_What is being asked_: Please return the lines of the data below, word for word, from the first line through the line containing "const REFRESH_EVENT: &str".

_Dataset entries_:
====

// ── Chat channels over the shared hub ──
//
// Each channel the user belongs to is a subscription key on the hub. The
// server pushes `RefreshChats(key)` when new messages arrive and
// `UpdateChannel(key)` when the channel itself changed.

use std::sync::{Arc, RwLock, Weak};

use bds_api::{ApiClient, HubEvent, HubMultiplexer, RequestOptions};
use futures_util::Stream;
use indexmap::IndexMap;
use serde::{Deserialize, Serialize};
use serde_json::Value;
use tokio::sync::{broadcast, watch};
use tracing::{debug, warn};

use crate::error::CoreError;
use crate::model::{Channel, Message, SocUser};
use crate::store::EntityCollection;
use crate::stream::Snapshot;

const CHATS_PATH: &str = "api/soc/v1/chats";
const REFRESH_EVENT: &str = "RefreshChats";
const UPDATE_EVENT: &str = "UpdateChannel";
const EVENT_CHANNEL_SIZE: usize = 64;

/// Pushed channel activity.
#[derive(Debug, Clone, PartialEq, Eq)]
pub enum ChatEvent {
    /// New messages arrived in the channel.
    Changed(String),
    /// The channel document was refetched.
    ChannelUpdated(String),
}

#[derive(Debug, Clone, Default)]
pub struct ChatOptions {
    /// Emoji catalogue: a file path or an absolute URL to a JSON array of
    /// `{char, group}`.
    pub emoji_path: Option<String>,
}

/// Emojis of one group; `char` is the group's first emoji.
#[derive(Debug, Clone, PartialEq, Eq, Serialize, Deserialize)]
pub struct EmojiGroup {
    pub char: String,
    pub emojis: Vec<String>,
}

#[derive(Debug, Deserialize)]
struct EmojiEntry {
    char: String,
    #[serde(default)]
    group: String,
}

/// Group emojis by `group`, keeping first-appearance order.
pub fn group_emojis(entries: &[Value]) -> Vec<EmojiGroup> {
    let mut groups: IndexMap<String, Vec<String>> = IndexMap::new();
    for entry in entries {
        match EmojiEntry::deserialize(entry) {
            Ok(e) => groups.entry(e.group).or_default().push(e.char),
            Err(err) => debug!(error = %err, "skipping malformed emoji entry"),
        }
    }
    groups
        .into_values()
        .filter_map(|emojis| {
            Some(EmojiGroup {
                char: emojis.first()?.clone(),
                emojis,
            })
        })
        .collect()
}

#[derive(Clone)]
pub struct ChatService {
    inner: Arc<ChatInner>,
}

struct ChatInner {
    api: Arc<ApiClient>,
    hub: HubMultiplexer,
    options: ChatOptions,
    channel_keys: RwLock<Vec<String>>,
    channels: EntityCollection<Channel>,
    users: EntityCollection<SocUser>,
    emojis: watch::Sender<Arc<Vec<EmojiGroup>>>,
    events: broadcast::Sender<ChatEvent>,
}

impl ChatService {
    /// Build the service and register its hub listeners.
    pub fn new(api: Arc<ApiClient>, hub: HubMultiplexer, options: ChatOptions) -> Self {
        let (emojis, _) = watch::channel(Arc::new(Vec::new()));
        let (events, _) = broadcast::channel(EVENT_CHANNEL_SIZE);
        let inner = Arc::new(ChatInner {
            api,
            hub,
            options,
            channel_keys: RwLock::new(Vec::new()),
            channels: EntityCollection::new(),
            users: EntityCollection::new(),
            emojis,
            events,
        });
        Self::register(&inner);
        Self { inner }
    }

    fn register(inner: &Arc<ChatInner>) {
        let weak = Arc::downgrade(inner);
        inner.hub.on(REFRESH_EVENT, move |event: HubEvent| {
            let weak = Weak::clone(&weak);
            async move {
                if let (Some(inner), Some(key)) = (weak.upgrade(), event.str_arg(0)) {
                    Self { inner }.on_refresh_chats(key);
                }
                Ok(())
            }
        });

        let weak = Arc::downgrade(inner);
        inner.hub.on(UPDATE_EVENT, move |event: HubEvent| {
            let weak = Weak::clone(&weak);
            async move {
                if let (Some(inner), Some(key)) = (weak.upgrade(), event.str_arg(0)) {
                    Self { inner }.on_update_channel(key).await;
                }
                Ok(())
            }
        });
    }

    /// Load the emoji catalogue, if configured. Failures leave it empty.
    pub async fn init(&self) {
        let Some(path) = self.inner.options.emoji_path.as_deref() else {
            return;
        };
        match self.read_emoji_file(path).await {
            Ok(entries) => {
                let groups = group_emojis(&entries);
                debug!(groups = groups.len(), "emoji catalogue loaded");
                self.inner.emojis.send_replace(Arc::new(groups));
            }
            Err(e) => warn!(path, error = %e, "emoji catalogue unavailable"),
        }
    }

    async fn read_emoji_file(&self, path: &str) -> Result<Vec<Value>, CoreError> {
        let text = if url::Url::parse(path).is_ok() {
            let opts = RequestOptions::new().without_credentials().silent();
            self.inner.api.get_text(path, &opts).await?.into_data()
        } else {
            tokio::fs::read_to_string(path).await.map_err(|e| CoreError::Storage {
                message: format!("{path}: {e}"),
            })?
        };
        Ok(serde_json::from_str(&text)?)
    }

    // ── Store ────────────────────────────────────────────────────────

    pub fn channel_keys(&self) -> Vec<String> {
        self.inner.channel_keys.read().expect("channel key lock poisoned").clone()
    }

    pub fn channels(&self) -> &EntityCollection<Channel> {
        &self.inner.channels
    }

    /// Channel snapshots, one per store change from now on.
    pub fn channel_updates(&self) -> impl Stream<Item = Snapshot<Channel>> + Send + 'static {
        self.inner.channels.subscribe().updates()
    }

    /// Chat users, filled by the host.
    pub fn users(&self) -> &EntityCollection<SocUser> {
        &self.inner.users
    }

    pub fn emojis(&self) -> Arc<Vec<EmojiGroup>> {
        Arc::clone(&self.inner.emojis.borrow())
    }

    pub fn events(&self) -> broadcast::Receiver<ChatEvent> {
        self.inner.events.subscribe()
    }

    /// Cached channel, if any.
    pub fn get_chat(&self, channel_key: &str) -> Option<Arc<Channel>> {
        self.inner.channels.get(channel_key)
    }

    pub fn mark_channel_refreshed(&self, channel_key: &str) {
        self.inner.channels.modify(channel_key, |c| c.new_messages = Some(false));
    }

    // ── Subscriptions ────────────────────────────────────────────────

    /// Subscribe every channel of the signed-in user.
    pub fn init_user(&self, channel_keys: Vec<String>) {
        for key in &channel_keys {
            self.inner.hub.subscribe(key.clone());
        }
        *self.inner.channel_keys.write().expect("channel key lock poisoned") = channel_keys;
    }

    /// Unsubscribe every channel and forget them.
    pub fn clear_user(&self) {
        let keys = std::mem::take(
            &mut *self.inner.channel_keys.write().expect("channel key lock poisoned"),
        );
        for key in &keys {
            self.inner.hub.unsubscribe(key);
        }
        self.inner.channels.clear();
    }

    fn on_refresh_chats(&self, channel_key: &str) {
        debug!(channel_key, "new chat messages");
        self.inner.channels.modify(channel_key, |c| c.new_messages = Some(true));
        let _ = self.inner.events.send(ChatEvent::Changed(channel_key.to_owned()));
    }

    async fn on_update_channel(&self, channel_key: &str) {
        match self.get_channel(channel_key, &RequestOptions::new().silent()).await {
            Ok(Some(channel)) => {
                self.inner.channels.upsert(channel_key, channel);
            }
            Ok(None) => {}
            Err(e) => warn!(channel_key, error = %e, "channel refresh failed"),
        }
        let _ = self.inner.events.send(ChatEvent::ChannelUpdated(channel_key.to_owned()));
    }

    // ── Remote operations ────────────────────────────────────────────

    pub async fn get_channel(
        &self,
        channel_id: &str,
        opts: &RequestOptions,
    ) -> Result<Option<Channel>, CoreError> {
        let resp = self
            .inner
            .api
            .get::<Option<Channel>>(&format!("{CHATS_PATH}/{channel_id}"), opts)
            .await?;
        Ok(resp.into_data())
    }

    pub async fn get_new_messages(
        &self,
        channel_id: &str,
        limit: u32,
        scroll_id: Option<&str>,
    ) -> Result<Vec<Message>, CoreError> {
        self.messages(channel_id, "newmessages", limit, scroll_id).await
    }

    pub async fn get_old_messages(
        &self,
        channel_id: &str,
        limit: u32,
        scroll_id: Option<&str>,
    ) -> Result<Vec<Message>, CoreError> {
        self.messages(channel_id, "oldmessages", limit, scroll_id).await
    }

    async fn messages(
        &self,
        channel_id: &str,
        direction: &str,
        limit: u32,
        scroll_id: Option<&str>,
    ) -> Result<Vec<Message>, CoreError> {
        let resp = self
            .inner
            .api
            .get::<Option<Vec<Message>>>(
                &format!("{CHATS_PATH}/{channel_id}/{direction}"),
                &RequestOptions::new().paged(limit, scroll_id),
            )
            .await?;
        Ok(resp.into_data().unwrap_or_default())
    }

    pub async fn put_message(
        &self,
        channel_id: &str,
        message: &Message,
    ) -> Result<Option<Message>, CoreError> {
        let resp = self
            .inner
            .api
            .put::<Option<Message>, _>(
                &format!("{CHATS_PATH}/{channel_id}/message"),
                message,
                &RequestOptions::default(),
            )
            .await?;
        Ok(resp.into_data())
    }

    pub async fn delete_message(
        &self,
        channel_id: &str,
        message_id: &str,
    ) -> Result<(), CoreError> {
        self.inner
            .api
            .delete::<Value>(
                &format!("{CHATS_PATH}/{channel_id}/message/{message_id}"),
                &RequestOptions::default(),
            )
            .await?;
        Ok(())
    }

    pub async fn toggle_lock(&self, channel_id: &str) -> Result<Option<Channel>, CoreError> {
        let resp = self
            .inner
            .api
            .post::<Option<Channel>, _>(
                &format!("{CHATS_PATH}/{channel_id}/toggleLock"),
                &Value::Null,
                &RequestOptions::default(),
            )
            .await?;
        Ok(resp.into_data())
    }
}

#[cfg(test)]
#[allow(clippy::unwrap_used)]
mod tests {
    use super::*;
    use pretty_assertions::assert_eq;
    use serde_json::json;

    #[test]
    fn emojis_group_in_first_appearance_order() {
        let entries = vec![
            json!({"char": "😀", "group": "Smileys"}),
            json!({"char": "🐶", "group": "Animals"}),
            json!({"char": "😁", "group": "Smileys"}),
            json!({"group": "Broken"}),
        ];
        assert_eq!(
            group_emojis(&entries),
            vec![
                EmojiGroup {
                    char: "😀".into(),
                    emojis: vec!["😀".into(), "😁".into()],
                },
                EmojiGroup {
                    char: "🐶".into(),
                    emojis: vec!["🐶".into()],
                },
            ]
        );
    }
}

====

_Task answer_:
// ── Chat channels over the shared hub ──
//
// Each channel the user belongs to is a subscription key on the hub. The
// server pushes `RefreshChats(key)` when new messages arrive and
// `UpdateChannel(key)` when the channel itself changed.

use std::sync::{Arc, RwLock, Weak};

use bds_api::{ApiClient, HubEvent, HubMultiplexer, RequestOptions};
use futures_util::Stream;
use indexmap::IndexMap;
use serde::{Deserialize, Serialize};
use serde_json::Value;
use tokio::sync::{broadcast, watch};
use tracing::{debug, warn};

use crate::error::CoreError;
use crate::model::{Channel, Message, SocUser};
use crate::store::EntityCollection;
use crate::stream::Snapshot;

const CHATS_PATH: &str = "api/soc/v1/chats";
const REFRESH_EVENT: &str = "RefreshChats";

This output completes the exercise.